Given data Block Start

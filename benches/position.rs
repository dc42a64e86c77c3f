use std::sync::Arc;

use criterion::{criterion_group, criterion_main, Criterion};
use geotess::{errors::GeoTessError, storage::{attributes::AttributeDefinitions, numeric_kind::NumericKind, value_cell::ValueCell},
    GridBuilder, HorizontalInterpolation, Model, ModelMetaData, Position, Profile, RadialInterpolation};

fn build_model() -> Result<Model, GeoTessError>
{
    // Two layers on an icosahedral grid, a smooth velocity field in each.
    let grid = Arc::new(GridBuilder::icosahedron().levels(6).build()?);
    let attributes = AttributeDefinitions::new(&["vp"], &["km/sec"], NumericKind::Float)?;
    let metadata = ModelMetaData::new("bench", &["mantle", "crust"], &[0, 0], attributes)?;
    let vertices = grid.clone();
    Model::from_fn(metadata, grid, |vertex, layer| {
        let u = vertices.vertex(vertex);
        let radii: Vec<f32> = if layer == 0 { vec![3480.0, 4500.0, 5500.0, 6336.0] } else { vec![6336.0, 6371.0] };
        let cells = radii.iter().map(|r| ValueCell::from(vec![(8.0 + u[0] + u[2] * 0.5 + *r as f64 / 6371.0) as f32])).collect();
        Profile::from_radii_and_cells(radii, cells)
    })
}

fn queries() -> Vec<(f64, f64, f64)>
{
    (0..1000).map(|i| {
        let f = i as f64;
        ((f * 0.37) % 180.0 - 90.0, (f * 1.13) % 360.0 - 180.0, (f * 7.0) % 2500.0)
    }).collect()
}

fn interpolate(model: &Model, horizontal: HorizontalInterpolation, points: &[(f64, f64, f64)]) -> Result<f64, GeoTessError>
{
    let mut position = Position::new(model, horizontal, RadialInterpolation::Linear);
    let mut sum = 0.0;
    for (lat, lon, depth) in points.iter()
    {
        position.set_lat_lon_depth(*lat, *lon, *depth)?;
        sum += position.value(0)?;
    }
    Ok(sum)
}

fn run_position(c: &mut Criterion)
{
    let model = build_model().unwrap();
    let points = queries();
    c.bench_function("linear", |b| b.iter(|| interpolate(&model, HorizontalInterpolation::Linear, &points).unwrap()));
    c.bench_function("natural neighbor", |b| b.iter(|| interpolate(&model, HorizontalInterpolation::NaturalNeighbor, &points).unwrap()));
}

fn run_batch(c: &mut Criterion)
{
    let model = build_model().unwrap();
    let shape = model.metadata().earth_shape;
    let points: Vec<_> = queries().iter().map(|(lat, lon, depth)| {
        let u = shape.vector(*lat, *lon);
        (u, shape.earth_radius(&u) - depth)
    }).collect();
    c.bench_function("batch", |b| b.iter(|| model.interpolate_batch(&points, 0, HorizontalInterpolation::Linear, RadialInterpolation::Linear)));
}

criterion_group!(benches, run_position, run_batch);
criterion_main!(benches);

Given data Block End
Given data Block Start

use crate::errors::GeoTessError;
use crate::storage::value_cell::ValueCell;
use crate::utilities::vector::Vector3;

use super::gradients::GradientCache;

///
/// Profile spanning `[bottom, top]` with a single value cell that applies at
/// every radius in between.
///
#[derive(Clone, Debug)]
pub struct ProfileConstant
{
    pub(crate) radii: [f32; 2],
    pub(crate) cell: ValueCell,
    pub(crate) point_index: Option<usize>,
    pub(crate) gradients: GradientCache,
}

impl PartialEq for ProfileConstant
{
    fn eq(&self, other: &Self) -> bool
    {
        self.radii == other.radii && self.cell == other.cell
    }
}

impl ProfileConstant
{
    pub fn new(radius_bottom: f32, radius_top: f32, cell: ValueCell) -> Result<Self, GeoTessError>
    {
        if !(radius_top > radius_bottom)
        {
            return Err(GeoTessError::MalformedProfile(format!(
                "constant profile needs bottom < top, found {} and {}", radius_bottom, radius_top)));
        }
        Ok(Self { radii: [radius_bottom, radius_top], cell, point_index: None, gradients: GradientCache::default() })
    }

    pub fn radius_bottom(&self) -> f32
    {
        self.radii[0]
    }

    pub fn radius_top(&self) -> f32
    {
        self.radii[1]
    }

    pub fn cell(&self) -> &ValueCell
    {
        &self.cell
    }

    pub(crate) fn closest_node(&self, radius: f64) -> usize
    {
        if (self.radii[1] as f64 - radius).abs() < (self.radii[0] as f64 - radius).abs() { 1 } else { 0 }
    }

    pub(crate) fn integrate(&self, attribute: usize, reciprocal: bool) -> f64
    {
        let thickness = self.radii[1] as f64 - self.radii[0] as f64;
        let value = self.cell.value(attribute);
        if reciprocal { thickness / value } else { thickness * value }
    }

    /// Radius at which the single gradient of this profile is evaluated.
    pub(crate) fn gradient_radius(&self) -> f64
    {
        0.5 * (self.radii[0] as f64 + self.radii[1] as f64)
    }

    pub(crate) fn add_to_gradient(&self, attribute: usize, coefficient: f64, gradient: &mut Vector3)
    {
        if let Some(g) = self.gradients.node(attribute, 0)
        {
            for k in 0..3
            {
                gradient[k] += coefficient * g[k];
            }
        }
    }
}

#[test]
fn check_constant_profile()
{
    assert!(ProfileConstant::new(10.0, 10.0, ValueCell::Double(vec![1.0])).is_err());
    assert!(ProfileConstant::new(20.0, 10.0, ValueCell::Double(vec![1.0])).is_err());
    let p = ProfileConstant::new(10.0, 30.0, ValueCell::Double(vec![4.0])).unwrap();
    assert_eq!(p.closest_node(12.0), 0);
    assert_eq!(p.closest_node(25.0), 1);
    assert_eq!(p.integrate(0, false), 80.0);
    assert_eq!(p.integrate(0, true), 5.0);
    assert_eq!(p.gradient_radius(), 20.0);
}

Given data Block End

Your goal
Every line above from the line with "filename benches/position.rs" to the line with "grid = Arc::new(GridBuilder::icosahedron().levels(6).build()?);", both included, must be reproduced exactly, and no other line may appear.

Expected output
filename benches/position.rs
repository dc42a64e86c77c3f
use std::sync::Arc;

use criterion::{criterion_group, criterion_main, Criterion};
use geotess::{errors::GeoTessError, storage::{attributes::AttributeDefinitions, numeric_kind::NumericKind, value_cell::ValueCell},
    GridBuilder, HorizontalInterpolation, Model, ModelMetaData, Position, Profile, RadialInterpolation};

fn build_model() -> Result<Model, GeoTessError>
{
    // Two layers on an icosahedral grid, a smooth velocity field in each.
    let grid = Arc::new(GridBuilder::icosahedron().levels(6).build()?);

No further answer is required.